Sungai Han
Perkembangan pesat Korsel dimulai sekitar tahun 1960-1980'an. Korsel yang sebelumnya berada jauh dibawah Malaysia mulai bangkit dan bekerja keras kala perekonomian Malaysia sedang berada dalam ketidakstabilan. Pada saat itu PNB Korsel meningkat 8 % pertahunnya. Rasio pendapatan domestik meningkat dari 3,3 % pada tahun 1962 menjadi 35,8 % pada tahun 1989. Faktor paling signifikan dalam industrialisasi yang sangat pesat tersebut adalah perencanaan strategi ekonomi tahun 1960-an yang berfokus pada ekspor manufaktur dengan angkatan kerja intensif. Pada awal tahun 1980-an, guna mengendalikan inflasi, sebuah kebijakan moneter konservatif dan undang-undang fiskal dikeluarkan. Pertumbuhan alokasi dana dikurangi dari level 30 % pada tahun 1970-an menjadi 15 %.
Diakhir 1990an-2000, Korsel mulai menggunakan High-tech. Dalam tahun-tahun belakangan, model ekonomi Korea Selatan mulai beralih dari perencanaan terpusat serta investasi dari pemerintah ke arah ekonomi yang berorientasi pasar. Bangkit dari kejatuhan ekonomi pada Krisis Finansial Asia tahun 1997, Korea Selatan meluncurkan kebijakan-kebijakan finasial untuk menstabilkan pasar. Pertumbuhan ekonomi yang sempat terpuruk dari 6,6 % pada tahun 1998, naik perlahan menjadi 10,8 % pada tahun 1999 dan 9,2 % pada 2000.
Korsel mengalami pertumbuhan ekonomi yang sangat cepat. Industrialisasi, pencapaian teknologi, urbanisasi, pembangunan gedung-gedung pencakar langit, modernisasi, globalisasi, dan kebangkitan teknologi merupakan puing-puing perang Korea, penjajahan Jepang dan Perang dunia II.

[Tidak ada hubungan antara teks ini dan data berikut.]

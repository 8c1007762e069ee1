//! MAC operation table.

use crate::core::error::Result;
use crate::core::params::Params;

/// Command codes for the MAC table
pub mod cmd {
    pub const NEWCTX: i32 = 1;
    pub const INIT: i32 = 2;
    pub const UPDATE: i32 = 3;
    pub const FINAL: i32 = 4;
    pub const REINITCTX: i32 = 5;
    pub const CTRL: i32 = 6;
    pub const FREECTX: i32 = 7;
}

/// Factory for MAC contexts
pub trait MacAlgorithm: Send + Sync {
    fn new_ctx(&self, alg_id: i32) -> Result<Box<dyn MacCtx>>;
}

/// One keyed MAC lifecycle
pub trait MacCtx: Send {
    /// Bind the key; `params` carries algorithm-specific extras
    fn init(&mut self, key: &[u8], params: &Params<'_>) -> Result<()>;

    fn update(&mut self, input: &[u8]) -> Result<()>;

    /// Produce the tag; returns its length
    fn finish(&mut self, out: &mut [u8]) -> Result<usize>;

    /// Restart with the key bound at init, discarding absorbed input
    fn reinit(&mut self) -> Result<()>;

    fn ctrl(&mut self, cmd: i32, params: &mut Params<'_>) -> Result<()>;
}

/// Ctrl commands understood by MAC contexts
pub mod ctrl {
    /// Write the tag length through a `CTRL_OUTPUT_LEN` binding
    pub const GET_TAG_LEN: i32 = 1;
}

Beda Korea, beda pula Indonesia. Negeri dengan kekayaan alam yang super duper mencengangkan. Luas negara yang membentang dari sabang sampai merauke. Iklim yang hangat dengan miliyaran tumbuhan. Mari kita berjalan menuju ibukota negara ini, Jakarta.
Bundaran HI di malam hari
Jakarta, ibukota negara Indonesia yang memiliki nama lahir Sunda Kelapa ini berulang tahun setiap tanggal 22 Juni. Berusia lebih dari 4 abad harusnya membuat ibukota kita semakin maju dan paling tidak sejajar dengan Seoul, mengingat kemerdekaan kedua negara hanya selisih dua hari. Namun, beda tanggal kemerdekaannya, beda ibukotanya, beda pula sungainya dan perekonomiannya.
Sungai Ciliwung
Jika Seoul memiliki sungai Han, maka Jakarta memiliki sungai Ciliwung. Tampak jelas ketidakteraturan ibukota disini. Bantaran sungai yang harusnya terlihat asri justru dihias rumah-rumah kumuh. Sejak zaman penjajahan Belanda sampai Indonesia merdeka, masalah banjir adalah masalah klasik ibukota. Namun sangat lucu jika di era modern ini Ibukota dikatakan akan tenggelam. Siapa yang membuat banjir semakin parah? Tidak lain dan tidak bukan adalah manusianya sendiri. Jangan salahkan hujan yang turun berhari-hari. Hei manusia, bukankah Tuhan menurunkan hujan agar tanah yang kering ini bisa tumbuhi tanaman untuk kalian makan?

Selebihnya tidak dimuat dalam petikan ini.